There should be at least one admission control policy defined which does not permit privileged containers.
If you need to run privileged containers, this should be defined in a separate policy and you should carefully check to ensure that only limited service accounts and users are given permission to use that policy.
Impact:
Pods defined with spec.containers[].securityContext.privileged: true, spec.initContainers[].securityContext.privileged: true and spec.ephemeralContainers[].securityContext.privileged: true will not be permitted.
Audit:
Run the following command: get pods -A -o=jsonpath=$'{range .items[*]}{@.metadata.name}:
{@..securityContext}\n{end}'
It will produce an inventory of all the privileged use on the cluster, if any (please, refer to a sample below). Further grepping can be done to automate each specific violation detection.
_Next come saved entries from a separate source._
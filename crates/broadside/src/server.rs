//! `BroadsideServer` builder and server loop.
//!
//! This is the entry point for running a Broadside server. It ties
//! together all the layers: transport → protocol → lobby → session.

use std::sync::Arc;
use std::time::Duration;

use broadside_lobby::Lobby;
use broadside_session::{ReconnectConfig, ReconnectRegistry, SessionConfig};
use broadside_transport::{Transport, TcpTransport};
use serde::{Deserialize, Serialize};
use tokio::sync::Mutex;
use tokio::task::JoinHandle;

use crate::handler::{handle_connection, Pending};
use crate::BroadsideError;

/// Default listening address.
pub const DEFAULT_BIND_ADDR: &str = "127.0.0.1:12345";

/// Shortest sweep period accepted; `tokio::time::interval` rejects zero.
const MIN_SWEEP_INTERVAL: Duration = Duration::from_millis(10);

/// Server-wide settings.
///
/// Every field has a default, so a partial JSON document deserializes.
#[derive(Debug, Clone, PartialEq, Eq, Serialize, Deserialize)]
#[serde(default)]
pub struct ServerConfig {
    /// Address the listener binds to.
    pub bind_addr: String,
    /// Settings for each match.
    pub session: SessionConfig,
    /// How long a dropped player's seat is held.
    pub reconnect: ReconnectConfig,
    /// How long a new connection has to send its JOIN.
    pub join_timeout: Duration,
    /// How often expired reconnection entries are settled.
    pub sweep_interval: Duration,
}

impl Default for ServerConfig {
    fn default() -> Self {
        Self {
            bind_addr: DEFAULT_BIND_ADDR.to_string(),
            session: SessionConfig::default(),
            reconnect: ReconnectConfig::default(),
            join_timeout: Duration::from_secs(10),
            sweep_interval: Duration::from_secs(1),
        }
    }
}

/// Shared server state passed to each connection handler task.
///
/// Lock order is `lobby` then `registry`; nothing takes them the other way
/// round.
pub(crate) struct ServerState {
    pub(crate) config: ServerConfig,
    pub(crate) lobby: Mutex<Lobby<Pending>>,
    pub(crate) registry: Mutex<ReconnectRegistry>,
}

/// Builder for configuring and starting a Broadside server.
///
/// # Example
///
/// ```rust,ignore
/// use broadside::prelude::*;
///
/// let server = BroadsideServer::builder()
///     .bind("0.0.0.0:12345")
///     .build()
///     .await?;
/// server.run().await
/// ```
pub struct BroadsideServerBuilder {
    config: ServerConfig,
}

impl BroadsideServerBuilder {
    /// Creates a new builder with default settings.
    pub fn new() -> Self {
        Self {
            config: ServerConfig::default(),
        }
    }

    /// Replaces every setting at once.
    pub fn config(mut self, config: ServerConfig) -> Self {
        self.config = config;
        self
    }

    /// Sets the address to bind the server to.
    pub fn bind(mut self, addr: &str) -> Self {
        self.config.bind_addr = addr.to_string();
        self
    }

    /// Sets the per-match configuration.
    pub fn session_config(mut self, config: SessionConfig) -> Self {
        self.config.session = config;
        self
    }

    /// Sets how long dropped players may take to come back.
    pub fn reconnect_config(mut self, config: ReconnectConfig) -> Self {
        self.config.reconnect = config;
        self
    }

    /// Sets how long a new connection has to send its JOIN.
    pub fn join_timeout(mut self, timeout: Duration) -> Self {
        self.config.join_timeout = timeout;
        self
    }

    /// Binds the listener.
    pub async fn build(self) -> Result<BroadsideServer, BroadsideError> {
        let transport = TcpTransport::bind(&self.config.bind_addr).await?;

        let state = Arc::new(ServerState {
            lobby: Mutex::new(Lobby::new(self.config.session.clone())),
            registry: Mutex::new(ReconnectRegistry::new(self.config.reconnect.clone())),
            config: self.config,
        });

        Ok(BroadsideServer { transport, state })
    }
}

impl Default for BroadsideServerBuilder {
    fn default() -> Self {
        Self::new()
    }
}

/// A bound Broadside server.
///
/// Call [`run()`](Self::run) to start accepting connections.
pub struct BroadsideServer {
    transport: TcpTransport,
    state: Arc<ServerState>,
}

impl BroadsideServer {
    /// Creates a new builder.
    pub fn builder() -> BroadsideServerBuilder {
        BroadsideServerBuilder::new()
    }

    /// Returns the local address the server is bound to.
    pub fn local_addr(&self) -> std::io::Result<std::net::SocketAddr> {
        self.transport.local_addr()
    }

    /// Runs the server accept loop.
    ///
    /// Spawns a handler task per accepted connection and a sweeper that
    /// settles seats whose reconnection window ran out. Runs until the
    /// process is terminated.
    pub async fn run(mut self) -> Result<(), BroadsideError> {
        tracing::info!(addr = %self.state.config.bind_addr, "Broadside server running");
        let _sweeper = spawn_sweeper(Arc::clone(&self.state));

        loop {
            match self.transport.accept().await {
                Ok(conn) => {
                    let state = Arc::clone(&self.state);
                    tokio::spawn(async move {
                        if let Err(e) = handle_connection(conn, state).await {
                            tracing::debug!(error = %e, "connection ended with error");
                        }
                    });
                }
                Err(e) => {
                    tracing::error!(error = %e, "accept failed");
                }
            }
        }
    }
}

/// Periodically abandons the seats of players who did not come back in
/// time, so their opponents are not left waiting for the next JOIN.
fn spawn_sweeper(state: Arc<ServerState>) -> JoinHandle<()> {
    tokio::spawn(async move {
        let period = state.config.sweep_interval.max(MIN_SWEEP_INTERVAL);
        let mut ticker = tokio::time::interval(period);
        loop {
            ticker.tick().await;
            let expired = state.registry.lock().await.expire_stale();
            for (name, entry) in expired {
                if entry.session.abandon(entry.seat).await {
                    tracing::info!(
                        %name,
                        session_id = %entry.session.id(),
                        "reconnection window closed, seat abandoned"
                    );
                }
            }
            state.lobby.lock().await.prune();
        }
    })
}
calico-kube-controllers-57b57c56f-jtmk4: {} << No Elevated Privileges calico-nodec4xv4: {} {"privileged":true} {"privileged":true} {"privileged":true} {"privileged":true} << Violates 5.2.2 dashboard-metrics-scraper-7bc864c59-2m2xw:
{"seccompProfile":{"type":"RuntimeDefault"}}
{"allowPrivilegeEscalation":false,"readOnlyRootFilesystem":true,"runAsGroup":2001,"ru nAsUser":1001}
Remediation:
Add policies to each namespace in the cluster which has user workloads to restrict the admission of privileged containers.
Default Value:
By default, there are no restrictions on the creation of privileged containers.